━━━ Data
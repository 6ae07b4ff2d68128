// Ganttboard - Project Gantt dashboard runtime
//
// This is the library crate containing the chart-library loader, the filter
// engine, the detail modal controller, and the dashboard state management.
// The binary crate (main.rs) provides the headless entry point.

pub mod config;
pub mod loader;
pub mod logging;
pub mod models;
pub mod services;
pub mod state;

// Re-export commonly used types for convenience
pub use config::ConfigManager;
pub use loader::{ErrorInfo, LibraryLoader, LoadErrorKind, LoaderEvent, LoaderState};
pub use models::{DashboardConfig, ProjectRecord};
pub use services::{FilterCriteria, ModalController};
pub use state::{DashboardController, StateChange};

/// Application version
pub const VERSION: &str = env!("CARGO_PKG_VERSION");

/// Application name
pub const APP_NAME: &str = env!("CARGO_PKG_NAME");
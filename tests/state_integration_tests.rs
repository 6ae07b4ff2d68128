//! Integration tests for DashboardController with state change events
//!
//! These tests verify that the controller correctly:
//! - Emits state change events on mutations
//! - Supports multiple subscribers
//! - Invokes the render hook exactly once per filter operation
//! - Maintains consistency when shared across tasks

use chrono::NaiveDate;
use ganttboard::models::{Priority, ProjectRecord};
use ganttboard::{DashboardController, FilterCriteria, StateChange};
use std::sync::Arc;
use std::sync::atomic::{AtomicUsize, Ordering};
use tokio::time::{Duration, timeout};

fn record(name: &str, category: &str, priority: Priority, team: &str) -> ProjectRecord {
    ProjectRecord {
        name: name.to_string(),
        category: category.to_string(),
        priority,
        team_lead: team.to_string(),
        description: String::new(),
        progress_percent: 0,
        start: NaiveDate::from_ymd_opt(2026, 2, 1).unwrap(),
        end: NaiveDate::from_ymd_opt(2026, 5, 1).unwrap(),
        stages: Vec::new(),
    }
}

fn fixture() -> Vec<ProjectRecord> {
    vec![
        record("Alpha", "Infra", Priority::High, "Bob"),
        record("Beta", "Infra", Priority::Low, "alice"),
        record("Gamma", "App", Priority::Critical, "Bob"),
    ]
}

#[tokio::test]
async fn test_state_change_events_emitted() {
    let controller = DashboardController::new();
    let mut rx = controller.subscribe();

    controller.set_projects(fixture());

    let event = timeout(Duration::from_millis(100), rx.recv())
        .await
        .expect("Timeout waiting for event")
        .expect("Channel closed");

    assert!(
        matches!(event, StateChange::ProjectsReplaced { total: 3 }),
        "Expected ProjectsReplaced event, got: {:?}",
        event
    );
}

#[tokio::test]
async fn test_multiple_subscribers_receive_events() {
    let controller = DashboardController::new();
    let mut rx1 = controller.subscribe();
    let mut rx2 = controller.subscribe();

    controller.set_projects(fixture());
    controller.apply_filters(FilterCriteria {
        category: Some("Infra".to_string()),
        ..Default::default()
    });

    for rx in [&mut rx1, &mut rx2] {
        let first = timeout(Duration::from_millis(100), rx.recv())
            .await
            .expect("Timeout")
            .expect("Channel closed");
        assert!(matches!(first, StateChange::ProjectsReplaced { .. }));

        let second = timeout(Duration::from_millis(100), rx.recv())
            .await
            .expect("Timeout")
            .expect("Channel closed");
        assert!(matches!(
            second,
            StateChange::FiltersApplied {
                visible: 2,
                total: 3
            }
        ));
    }
}

#[tokio::test]
async fn test_render_hook_fires_once_per_filter_operation() {
    let controller = DashboardController::new();
    controller.set_projects(fixture());

    let renders = Arc::new(AtomicUsize::new(0));
    let renders_clone = Arc::clone(&renders);
    controller.set_render_hook(move || {
        renders_clone.fetch_add(1, Ordering::SeqCst);
    });

    controller.apply_filters(FilterCriteria {
        priority: Some(Priority::High),
        ..Default::default()
    });
    assert_eq!(renders.load(Ordering::SeqCst), 1);

    controller.clear_filters();
    assert_eq!(renders.load(Ordering::SeqCst), 2);
}

#[tokio::test]
async fn test_shared_controller_across_tasks() {
    let controller = DashboardController::new();
    controller.set_projects(fixture());

    let clone = controller.clone();
    let handle = tokio::spawn(async move {
        clone.apply_filters(FilterCriteria {
            team: Some("Bob".to_string()),
            ..Default::default()
        })
    });

    let result = handle.await.unwrap();
    assert_eq!(result.visible, 2);
    assert_eq!(controller.visible_projects().len(), 2);
}

#[test]
fn test_results_label_tracks_operations() {
    let controller = DashboardController::new();
    controller.set_projects(fixture());
    assert_eq!(controller.results_label(), "3 of 3 projects visible");

    controller.apply_filters(FilterCriteria {
        category: Some("App".to_string()),
        ..Default::default()
    });
    assert_eq!(controller.results_label(), "1 of 3 projects visible");

    controller.clear_filters();
    assert_eq!(controller.results_label(), "3 of 3 projects visible");
}

#[test]
fn test_filter_options_follow_collection() {
    let controller = DashboardController::new();
    controller.set_projects(fixture());

    let options = controller.filter_options();
    assert_eq!(options.categories, vec!["App", "Infra"]);
    assert_eq!(options.priorities, vec![Priority::Critical, Priority::High, Priority::Low]);

    controller.set_projects(vec![record("Solo", "Data", Priority::Medium, "Team X")]);
    let options = controller.filter_options();
    assert_eq!(options.categories, vec!["Data"]);
    assert_eq!(options.teams, vec!["Team X"]);
}
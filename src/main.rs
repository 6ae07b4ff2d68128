//! Ganttboard - Project Gantt dashboard runtime
//!
//! Main entry point for the headless dashboard host.
//!
//! # Overview
//!
//! This binary initializes:
//! - Logging infrastructure (file rotation + console output)
//! - Tokio async runtime (4 worker threads for asset fetching and file I/O)
//! - Configuration loading ([`ConfigManager`])
//! - Chart-library loading ([`LibraryLoader`] with retry/timeout/fan-out)
//! - Dashboard state ([`DashboardController`])
//!
//! # Execution Flow
//!
//! 1. Initialize logging → logs/ganttboard.<date>
//! 2. Create tokio runtime with 4 worker threads
//! 3. Load YAML configuration from Ganttboard Data/
//! 4. Attempt the chart-library load; a terminal failure is reported but the
//!    filter and modal surfaces stay usable
//! 5. Optionally load a project collection from a JSON file given as the
//!    first CLI argument
//! 6. Shutdown tokio runtime with 5s timeout
//!
//! # Configuration Files
//!
//! Expected in `Ganttboard Data/` directory:
//! - `Ganttboard Config.yaml`: Library paths, environment mode, retry and
//!   timeout parameters, message texts (optional; defaults apply)

use anyhow::{Context, Result};
use ganttboard::loader::{AssetInjector, HandleRegistry, LibraryLoader, LogFeedback};
use ganttboard::{APP_NAME, ConfigManager, DashboardController, ProjectRecord, VERSION};

fn main() -> Result<()> {
    let _guard = ganttboard::logging::setup_logging("logs", "ganttboard", false, true)?;

    tracing::info!("Starting {} v{}", APP_NAME, VERSION);

    let runtime = tokio::runtime::Builder::new_multi_thread()
        .enable_all()
        .worker_threads(4)
        .thread_name("ganttboard-worker")
        .build()?;

    let config_manager = ConfigManager::new("Ganttboard Data")?;
    let config = config_manager.load_config()?;

    tracing::info!(
        "Loaded configuration - library: {} {}, mode: {:?}",
        config.library.id,
        config.library.version,
        config.environment.mode
    );

    let controller = DashboardController::new();

    runtime.block_on(async {
        let registry = HandleRegistry::new();
        let injector = AssetInjector::new(registry.clone(), config.library.clone());
        let loader = LibraryLoader::new(&config, injector, LogFeedback, registry);

        match loader.load().await {
            Ok(handle) => {
                tracing::info!(
                    "Chart library ready: {} {} ({} bytes)",
                    handle.id,
                    handle.version,
                    handle.source_len
                );
            }
            Err(error) => {
                // Dashboard stays interactive without the chart surface
                tracing::warn!(
                    "Chart library unavailable after {} attempts: {}",
                    error.attempts,
                    error
                );
            }
        }
    });

    if let Some(data_path) = std::env::args().nth(1) {
        let projects = load_projects(&data_path)?;
        controller.set_projects(projects);
    }

    controller.set_render_hook(|| {
        tracing::debug!("Render requested");
    });

    tracing::info!("Dashboard ready: {}", controller.results_label());

    runtime.shutdown_timeout(std::time::Duration::from_secs(5));

    tracing::info!("Application shutdown complete");
    Ok(())
}

/// Read a project collection from a JSON file.
fn load_projects(path: &str) -> Result<Vec<ProjectRecord>> {
    let contents = std::fs::read_to_string(path)
        .with_context(|| format!("Failed to read project data: {}", path))?;

    let projects: Vec<ProjectRecord> = serde_json::from_str(&contents)
        .with_context(|| format!("Failed to parse project data: {}", path))?;

    tracing::info!("Loaded {} projects from {}", projects.len(), path);
    Ok(projects)
}
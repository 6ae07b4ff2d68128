//! Services module - Pure dashboard logic with no presentation dependencies.
//!
//! # Components
//!
//! - [`filter`]: derives the visible subset of the project collection from
//!   user-selected criteria, and computes the distinct values offered as
//!   filter options. Pure functions over explicit inputs.
//! - [`modal`]: the project-detail overlay state machine and its display
//!   projection.
//!
//! Both services take records as read-only input; ownership of the
//! collection lives in [`crate::state::DashboardController`].

pub mod filter;
pub mod modal;

pub use filter::{FilterCriteria, FilterOptions, FilteredResult, apply_filters, clear_all, filter_options};
pub use modal::{CloseTrigger, ModalController, ModalState, ModalView, StageView};
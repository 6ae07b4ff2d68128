//! Integration tests for the filter engine
//!
//! Property tests cover idempotence and the clear-all equivalence; the
//! example-based tests pin the exact-match and substring semantics.

use chrono::NaiveDate;
use ganttboard::models::{Priority, ProjectRecord};
use ganttboard::services::{FilterCriteria, apply_filters, clear_all, filter_options};
use proptest::prelude::*;

fn record(name: &str, category: &str, priority: Priority, team: &str) -> ProjectRecord {
    ProjectRecord {
        name: name.to_string(),
        category: category.to_string(),
        priority,
        team_lead: team.to_string(),
        description: String::new(),
        progress_percent: 0,
        start: NaiveDate::from_ymd_opt(2026, 1, 1).unwrap(),
        end: NaiveDate::from_ymd_opt(2026, 6, 30).unwrap(),
        stages: Vec::new(),
    }
}

fn priority_strategy() -> impl Strategy<Value = Priority> {
    prop_oneof![
        Just(Priority::Critical),
        Just(Priority::High),
        Just(Priority::Medium),
        Just(Priority::Low),
    ]
}

fn record_strategy() -> impl Strategy<Value = ProjectRecord> {
    (
        "[a-zA-Z ]{0,20}",
        prop_oneof![Just("Infra"), Just("App"), Just("Data")],
        priority_strategy(),
        prop_oneof![Just("Bob"), Just("alice"), Just("Team X")],
    )
        .prop_map(|(name, category, priority, team)| record(&name, category, priority, team))
}

fn criteria_strategy() -> impl Strategy<Value = FilterCriteria> {
    (
        proptest::option::of(prop_oneof![
            Just(String::new()),
            Just("Infra".to_string()),
            Just("App".to_string()),
        ]),
        proptest::option::of(priority_strategy()),
        proptest::option::of(prop_oneof![
            Just("Bob".to_string()),
            Just("alice".to_string()),
        ]),
        proptest::option::of("[a-zA-Z]{0,5}"),
    )
        .prop_map(|(category, priority, team, search)| FilterCriteria {
            category,
            priority,
            team,
            search,
        })
}

proptest! {
    /// Filtering an already-filtered subset changes nothing.
    #[test]
    fn prop_apply_filters_is_idempotent(
        records in proptest::collection::vec(record_strategy(), 0..20),
        criteria in criteria_strategy(),
    ) {
        let once = apply_filters(&criteria, &records);
        let twice = apply_filters(&criteria, &once.records);

        prop_assert_eq!(&once.records, &twice.records);
        prop_assert_eq!(twice.visible, once.visible);
    }

    /// Clearing filters restores the full collection in original order.
    #[test]
    fn prop_clear_all_restores_collection(
        records in proptest::collection::vec(record_strategy(), 0..20),
    ) {
        let result = clear_all(&records);

        prop_assert_eq!(&result.records, &records);
        prop_assert_eq!(result.visible, records.len());
        prop_assert_eq!(result.total, records.len());
    }

    /// Every visible record satisfies every active criterion.
    #[test]
    fn prop_visible_records_match_criteria(
        records in proptest::collection::vec(record_strategy(), 0..20),
        criteria in criteria_strategy(),
    ) {
        let result = apply_filters(&criteria, &records);
        for project in &result.records {
            prop_assert!(criteria.matches(project));
        }
    }
}

#[test]
fn test_substring_search_on_description() {
    let mut records = vec![
        record("Alpha", "Infra", Priority::High, "Bob"),
        record("Beta", "App", Priority::Low, "alice"),
    ];
    records[0].description = "Migrate billing pipeline".to_string();

    let visible = |term: &str| {
        let criteria = FilterCriteria {
            search: Some(term.to_string()),
            ..Default::default()
        };
        apply_filters(&criteria, &records).visible
    };

    assert_eq!(visible("billing"), 1);
    assert_eq!(visible("BILL"), 1);
    assert_eq!(visible("invoicing"), 0);
}

#[test]
fn test_conjunctive_filters_with_counts() {
    let records = vec![
        record("Alpha", "Infra", Priority::High, "Bob"),
        record("Beta", "Infra", Priority::Low, "alice"),
        record("Gamma", "App", Priority::High, "Bob"),
        record("Delta", "Infra", Priority::High, "Team X"),
    ];

    let criteria = FilterCriteria {
        category: Some("Infra".to_string()),
        priority: Some(Priority::High),
        ..Default::default()
    };

    let result = apply_filters(&criteria, &records);
    assert_eq!(result.visible, 2);
    assert_eq!(result.total, 4);
    assert_eq!(result.label(), "2 of 4 projects visible");
}

#[test]
fn test_team_options_dedup_bytewise_order() {
    let records = vec![
        record("Alpha", "Infra", Priority::High, "Bob"),
        record("Beta", "Infra", Priority::Low, "alice"),
        record("Gamma", "App", Priority::High, "Bob"),
    ];

    let options = filter_options(&records);
    assert_eq!(options.teams, vec!["Bob", "alice"]);
    assert_eq!(options.categories, vec!["App", "Infra"]);
    assert_eq!(options.priorities, vec![Priority::High, Priority::Low]);
}
use std::time::Duration;

/// User-visible loading feedback surface.
///
/// The real overlay (spinner, error banner) lives in whatever presentation
/// layer hosts the dashboard; the loader only signals transitions through
/// this trait. `load_failed` carries the configured display duration so the
/// implementation can auto-dismiss the banner independently of the
/// indicator.
pub trait LoaderFeedback: Send + Sync {
    fn loading_started(&self);
    fn loading_finished(&self);
    fn load_failed(&self, message: &str, display_for: Duration);
}

/// Feedback sink that does nothing. Useful for headless callers and tests.
#[derive(Debug, Clone, Copy, Default)]
pub struct NullFeedback;

impl LoaderFeedback for NullFeedback {
    fn loading_started(&self) {}
    fn loading_finished(&self) {}
    fn load_failed(&self, _message: &str, _display_for: Duration) {}
}

/// Feedback sink that reports transitions through the log.
#[derive(Debug, Clone, Copy, Default)]
pub struct LogFeedback;

impl LoaderFeedback for LogFeedback {
    fn loading_started(&self) {
        tracing::info!("Loading visualization library...");
    }

    fn loading_finished(&self) {
        tracing::info!("Loading indicator removed");
    }

    fn load_failed(&self, message: &str, display_for: Duration) {
        tracing::warn!(
            "Loading error (shown for {:.1}s): {}",
            display_for.as_secs_f32(),
            message
        );
    }
}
━━━━━━
* [Task statement]:
Quote, with nothing altered, all lines from the start of the entries to the line that carries "Supports multiple subscribers", inclusive.

* [Response area]:
repository 6ae07b4ff2d68128
// Ganttboard - Project Gantt dashboard runtime
//
// This is the library crate containing the chart-library loader, the filter
// engine, the detail modal controller, and the dashboard state management.
// The binary crate (main.rs) provides the headless entry point.

pub mod config;
pub mod loader;
pub mod logging;
pub mod models;
pub mod services;
pub mod state;

// Re-export commonly used types for convenience
pub use config::ConfigManager;
pub use loader::{ErrorInfo, LibraryLoader, LoadErrorKind, LoaderEvent, LoaderState};
pub use models::{DashboardConfig, ProjectRecord};
pub use services::{FilterCriteria, ModalController};
pub use state::{DashboardController, StateChange};

/// Application version
pub const VERSION: &str = env!("CARGO_PKG_VERSION");

/// Application name
pub const APP_NAME: &str = env!("CARGO_PKG_NAME");
filename tests/state_integration_tests.rs
repository 6ae07b4ff2d68128
//! Integration tests for DashboardController with state change events
//!
//! These tests verify that the controller correctly:
//! - Emits state change events on mutations
//! - Supports multiple subscribers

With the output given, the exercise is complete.